Can you restate the lines of the entries below, word for word, from the first one through the line that includes "use crate::error::Error;"?

>>>

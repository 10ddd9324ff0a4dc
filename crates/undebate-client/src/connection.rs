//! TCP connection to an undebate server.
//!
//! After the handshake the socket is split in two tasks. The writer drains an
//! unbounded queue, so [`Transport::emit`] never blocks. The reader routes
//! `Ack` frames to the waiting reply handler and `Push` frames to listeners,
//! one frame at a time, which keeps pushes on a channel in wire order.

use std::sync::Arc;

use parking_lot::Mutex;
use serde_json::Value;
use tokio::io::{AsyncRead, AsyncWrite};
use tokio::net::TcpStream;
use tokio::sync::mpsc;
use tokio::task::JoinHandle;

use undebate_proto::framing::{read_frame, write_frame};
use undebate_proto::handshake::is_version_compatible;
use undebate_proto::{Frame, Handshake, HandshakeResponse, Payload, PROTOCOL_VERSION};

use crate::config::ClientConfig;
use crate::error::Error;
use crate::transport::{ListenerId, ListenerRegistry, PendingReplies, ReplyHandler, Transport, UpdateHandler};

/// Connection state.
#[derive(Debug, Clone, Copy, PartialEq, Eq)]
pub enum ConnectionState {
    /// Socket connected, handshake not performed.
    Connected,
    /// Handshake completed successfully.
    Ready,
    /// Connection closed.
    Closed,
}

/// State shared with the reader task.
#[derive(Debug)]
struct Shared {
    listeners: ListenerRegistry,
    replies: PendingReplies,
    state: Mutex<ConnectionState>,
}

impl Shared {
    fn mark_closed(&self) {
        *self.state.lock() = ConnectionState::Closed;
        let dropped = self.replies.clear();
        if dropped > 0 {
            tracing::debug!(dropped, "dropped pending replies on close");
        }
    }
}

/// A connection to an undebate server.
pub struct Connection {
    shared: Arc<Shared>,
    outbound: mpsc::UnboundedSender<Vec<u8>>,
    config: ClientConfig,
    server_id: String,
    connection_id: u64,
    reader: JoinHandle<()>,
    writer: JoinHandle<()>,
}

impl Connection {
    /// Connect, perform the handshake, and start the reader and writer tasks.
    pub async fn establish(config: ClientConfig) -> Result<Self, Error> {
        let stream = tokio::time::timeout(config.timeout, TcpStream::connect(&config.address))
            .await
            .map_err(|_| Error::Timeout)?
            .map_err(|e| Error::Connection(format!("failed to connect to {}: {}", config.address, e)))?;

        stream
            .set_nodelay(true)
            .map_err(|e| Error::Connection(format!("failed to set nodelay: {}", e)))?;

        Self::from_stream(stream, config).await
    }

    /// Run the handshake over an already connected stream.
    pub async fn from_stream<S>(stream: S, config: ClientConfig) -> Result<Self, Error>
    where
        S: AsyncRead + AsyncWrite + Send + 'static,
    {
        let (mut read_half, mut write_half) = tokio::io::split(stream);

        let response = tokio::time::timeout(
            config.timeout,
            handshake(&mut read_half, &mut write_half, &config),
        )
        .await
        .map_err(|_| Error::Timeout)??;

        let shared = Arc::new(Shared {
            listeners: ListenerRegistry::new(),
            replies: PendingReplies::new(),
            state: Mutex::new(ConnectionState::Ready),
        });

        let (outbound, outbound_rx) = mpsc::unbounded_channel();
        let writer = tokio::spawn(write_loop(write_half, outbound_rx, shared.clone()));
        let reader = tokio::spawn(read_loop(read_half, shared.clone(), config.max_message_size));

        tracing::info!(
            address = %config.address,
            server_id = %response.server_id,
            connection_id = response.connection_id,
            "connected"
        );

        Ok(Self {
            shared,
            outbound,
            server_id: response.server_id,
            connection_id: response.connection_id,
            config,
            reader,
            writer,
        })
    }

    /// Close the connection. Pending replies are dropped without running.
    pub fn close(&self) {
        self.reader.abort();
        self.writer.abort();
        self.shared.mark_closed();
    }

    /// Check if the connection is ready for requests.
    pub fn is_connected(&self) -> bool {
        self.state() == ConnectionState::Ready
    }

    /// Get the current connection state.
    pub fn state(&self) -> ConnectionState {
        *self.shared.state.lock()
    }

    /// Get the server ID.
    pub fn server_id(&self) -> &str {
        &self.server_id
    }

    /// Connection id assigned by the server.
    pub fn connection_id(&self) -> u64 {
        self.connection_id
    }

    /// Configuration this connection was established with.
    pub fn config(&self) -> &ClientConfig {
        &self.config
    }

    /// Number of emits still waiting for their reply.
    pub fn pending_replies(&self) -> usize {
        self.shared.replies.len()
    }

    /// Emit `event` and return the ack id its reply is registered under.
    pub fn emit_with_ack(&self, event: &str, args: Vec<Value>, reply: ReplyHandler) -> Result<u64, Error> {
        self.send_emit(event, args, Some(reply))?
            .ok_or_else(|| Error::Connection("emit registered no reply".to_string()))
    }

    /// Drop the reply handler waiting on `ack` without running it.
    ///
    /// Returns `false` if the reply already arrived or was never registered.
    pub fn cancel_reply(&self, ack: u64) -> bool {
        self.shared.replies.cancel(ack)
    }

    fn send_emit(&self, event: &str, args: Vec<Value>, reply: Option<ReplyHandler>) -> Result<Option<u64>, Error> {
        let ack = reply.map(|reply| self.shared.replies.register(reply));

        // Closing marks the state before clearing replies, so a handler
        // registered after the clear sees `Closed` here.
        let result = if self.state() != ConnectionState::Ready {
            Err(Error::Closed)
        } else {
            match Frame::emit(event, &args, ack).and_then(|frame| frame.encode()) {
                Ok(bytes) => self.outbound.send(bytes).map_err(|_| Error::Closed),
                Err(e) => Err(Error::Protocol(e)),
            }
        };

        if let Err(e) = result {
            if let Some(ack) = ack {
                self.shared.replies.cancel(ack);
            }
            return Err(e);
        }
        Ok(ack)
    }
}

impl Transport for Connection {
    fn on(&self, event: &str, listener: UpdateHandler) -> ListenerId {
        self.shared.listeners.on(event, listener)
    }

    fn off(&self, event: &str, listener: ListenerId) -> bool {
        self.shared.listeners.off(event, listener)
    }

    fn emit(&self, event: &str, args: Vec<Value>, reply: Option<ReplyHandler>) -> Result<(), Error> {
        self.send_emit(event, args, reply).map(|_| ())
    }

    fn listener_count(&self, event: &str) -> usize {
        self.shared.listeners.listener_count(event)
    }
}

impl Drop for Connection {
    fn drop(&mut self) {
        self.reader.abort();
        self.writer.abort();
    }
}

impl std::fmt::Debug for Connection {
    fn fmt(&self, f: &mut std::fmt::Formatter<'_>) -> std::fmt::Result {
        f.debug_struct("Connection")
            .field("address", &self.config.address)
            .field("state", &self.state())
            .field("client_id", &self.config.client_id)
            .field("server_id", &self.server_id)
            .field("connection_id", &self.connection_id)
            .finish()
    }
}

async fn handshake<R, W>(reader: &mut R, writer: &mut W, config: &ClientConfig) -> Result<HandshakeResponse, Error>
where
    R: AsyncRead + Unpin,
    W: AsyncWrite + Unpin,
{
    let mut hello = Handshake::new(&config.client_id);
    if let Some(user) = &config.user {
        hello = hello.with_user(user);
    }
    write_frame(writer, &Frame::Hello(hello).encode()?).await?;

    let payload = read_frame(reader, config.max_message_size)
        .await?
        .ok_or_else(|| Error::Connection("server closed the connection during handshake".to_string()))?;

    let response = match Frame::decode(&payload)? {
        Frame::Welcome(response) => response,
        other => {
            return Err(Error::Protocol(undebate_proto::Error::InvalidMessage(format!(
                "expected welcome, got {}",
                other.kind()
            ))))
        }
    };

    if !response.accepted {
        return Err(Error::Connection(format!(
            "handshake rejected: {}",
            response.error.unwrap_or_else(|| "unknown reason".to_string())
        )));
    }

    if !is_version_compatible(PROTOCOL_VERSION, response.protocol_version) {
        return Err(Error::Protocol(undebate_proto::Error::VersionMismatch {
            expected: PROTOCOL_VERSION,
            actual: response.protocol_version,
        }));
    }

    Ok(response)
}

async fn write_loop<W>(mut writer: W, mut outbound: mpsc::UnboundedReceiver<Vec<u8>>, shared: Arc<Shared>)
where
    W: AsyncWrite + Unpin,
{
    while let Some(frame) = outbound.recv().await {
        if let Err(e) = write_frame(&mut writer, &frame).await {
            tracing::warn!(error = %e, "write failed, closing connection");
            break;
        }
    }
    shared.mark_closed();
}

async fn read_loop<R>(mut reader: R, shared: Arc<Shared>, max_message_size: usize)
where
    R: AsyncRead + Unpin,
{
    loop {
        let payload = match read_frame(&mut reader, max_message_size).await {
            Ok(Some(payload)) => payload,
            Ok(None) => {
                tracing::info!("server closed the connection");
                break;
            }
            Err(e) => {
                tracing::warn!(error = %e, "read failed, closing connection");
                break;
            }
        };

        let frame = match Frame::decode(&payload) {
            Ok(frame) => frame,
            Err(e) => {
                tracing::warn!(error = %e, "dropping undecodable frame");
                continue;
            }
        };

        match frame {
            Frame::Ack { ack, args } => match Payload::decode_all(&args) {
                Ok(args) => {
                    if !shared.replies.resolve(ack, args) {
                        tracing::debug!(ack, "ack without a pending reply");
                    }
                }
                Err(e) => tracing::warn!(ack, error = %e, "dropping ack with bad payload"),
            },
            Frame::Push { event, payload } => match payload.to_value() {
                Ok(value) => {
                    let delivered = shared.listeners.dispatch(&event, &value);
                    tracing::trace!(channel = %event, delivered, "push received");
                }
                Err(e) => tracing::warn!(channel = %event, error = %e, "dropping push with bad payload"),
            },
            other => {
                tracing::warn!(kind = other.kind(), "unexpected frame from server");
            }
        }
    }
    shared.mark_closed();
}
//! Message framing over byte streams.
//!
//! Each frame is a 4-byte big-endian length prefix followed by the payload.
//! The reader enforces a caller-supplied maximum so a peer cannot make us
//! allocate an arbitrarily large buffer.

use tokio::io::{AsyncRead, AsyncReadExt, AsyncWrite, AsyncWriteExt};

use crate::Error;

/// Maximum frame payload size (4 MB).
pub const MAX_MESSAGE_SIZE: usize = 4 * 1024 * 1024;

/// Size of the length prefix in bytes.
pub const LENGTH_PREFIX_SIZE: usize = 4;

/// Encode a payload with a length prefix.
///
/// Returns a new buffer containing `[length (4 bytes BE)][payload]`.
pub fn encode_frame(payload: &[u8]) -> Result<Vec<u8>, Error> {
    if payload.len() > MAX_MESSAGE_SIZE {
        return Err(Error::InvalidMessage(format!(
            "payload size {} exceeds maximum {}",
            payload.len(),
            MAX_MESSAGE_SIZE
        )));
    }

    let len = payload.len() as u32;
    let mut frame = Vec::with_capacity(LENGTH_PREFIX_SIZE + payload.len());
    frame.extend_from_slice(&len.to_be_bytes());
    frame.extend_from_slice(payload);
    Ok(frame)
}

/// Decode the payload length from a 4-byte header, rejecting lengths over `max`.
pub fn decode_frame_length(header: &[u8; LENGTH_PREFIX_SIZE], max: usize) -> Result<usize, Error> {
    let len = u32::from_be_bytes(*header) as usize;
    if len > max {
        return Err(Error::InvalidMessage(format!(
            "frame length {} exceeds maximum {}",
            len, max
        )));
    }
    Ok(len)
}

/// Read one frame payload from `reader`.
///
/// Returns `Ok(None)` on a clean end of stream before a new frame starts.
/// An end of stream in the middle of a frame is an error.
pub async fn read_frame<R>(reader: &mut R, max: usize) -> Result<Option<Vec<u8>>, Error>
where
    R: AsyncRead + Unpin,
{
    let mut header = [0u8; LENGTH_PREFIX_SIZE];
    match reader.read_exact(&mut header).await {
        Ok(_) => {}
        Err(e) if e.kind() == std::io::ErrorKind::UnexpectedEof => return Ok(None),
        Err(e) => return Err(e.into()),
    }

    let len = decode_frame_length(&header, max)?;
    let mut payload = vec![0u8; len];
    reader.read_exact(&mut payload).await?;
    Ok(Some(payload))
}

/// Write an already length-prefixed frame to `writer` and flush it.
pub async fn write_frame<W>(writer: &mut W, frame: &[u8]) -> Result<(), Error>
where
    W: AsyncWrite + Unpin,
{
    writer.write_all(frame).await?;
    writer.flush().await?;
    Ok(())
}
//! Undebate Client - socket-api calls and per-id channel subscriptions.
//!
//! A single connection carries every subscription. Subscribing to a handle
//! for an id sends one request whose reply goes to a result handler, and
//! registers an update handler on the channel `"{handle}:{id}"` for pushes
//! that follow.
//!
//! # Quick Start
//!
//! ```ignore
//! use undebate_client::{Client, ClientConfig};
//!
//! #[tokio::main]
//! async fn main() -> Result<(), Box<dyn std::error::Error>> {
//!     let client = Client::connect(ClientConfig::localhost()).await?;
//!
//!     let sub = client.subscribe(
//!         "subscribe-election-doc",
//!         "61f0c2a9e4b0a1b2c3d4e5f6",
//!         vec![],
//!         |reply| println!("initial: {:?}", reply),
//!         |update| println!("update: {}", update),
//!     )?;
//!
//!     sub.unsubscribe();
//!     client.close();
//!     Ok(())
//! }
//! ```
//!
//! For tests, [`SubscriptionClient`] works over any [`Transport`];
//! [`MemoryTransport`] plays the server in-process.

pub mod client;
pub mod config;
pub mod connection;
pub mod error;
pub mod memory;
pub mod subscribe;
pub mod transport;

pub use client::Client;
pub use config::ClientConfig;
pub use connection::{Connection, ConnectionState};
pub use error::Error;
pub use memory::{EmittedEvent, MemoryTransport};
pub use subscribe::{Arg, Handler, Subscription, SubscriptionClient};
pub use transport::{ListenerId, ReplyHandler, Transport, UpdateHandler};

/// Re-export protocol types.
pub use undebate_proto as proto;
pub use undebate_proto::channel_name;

<<<

**Written reply**
repository 10ddd9324ff0a4dc
filename crates/undebate-client/src/connection.rs
//! TCP connection to an undebate server.
//!
//! After the handshake the socket is split in two tasks. The writer drains an
//! unbounded queue, so [`Transport::emit`] never blocks. The reader routes
//! `Ack` frames to the waiting reply handler and `Push` frames to listeners,
//! one frame at a time, which keeps pushes on a channel in wire order.

use std::sync::Arc;

use parking_lot::Mutex;
use serde_json::Value;
use tokio::io::{AsyncRead, AsyncWrite};
use tokio::net::TcpStream;
use tokio::sync::mpsc;
use tokio::task::JoinHandle;

use undebate_proto::framing::{read_frame, write_frame};
use undebate_proto::handshake::is_version_compatible;
use undebate_proto::{Frame, Handshake, HandshakeResponse, Payload, PROTOCOL_VERSION};

use crate::config::ClientConfig;
use crate::error::Error;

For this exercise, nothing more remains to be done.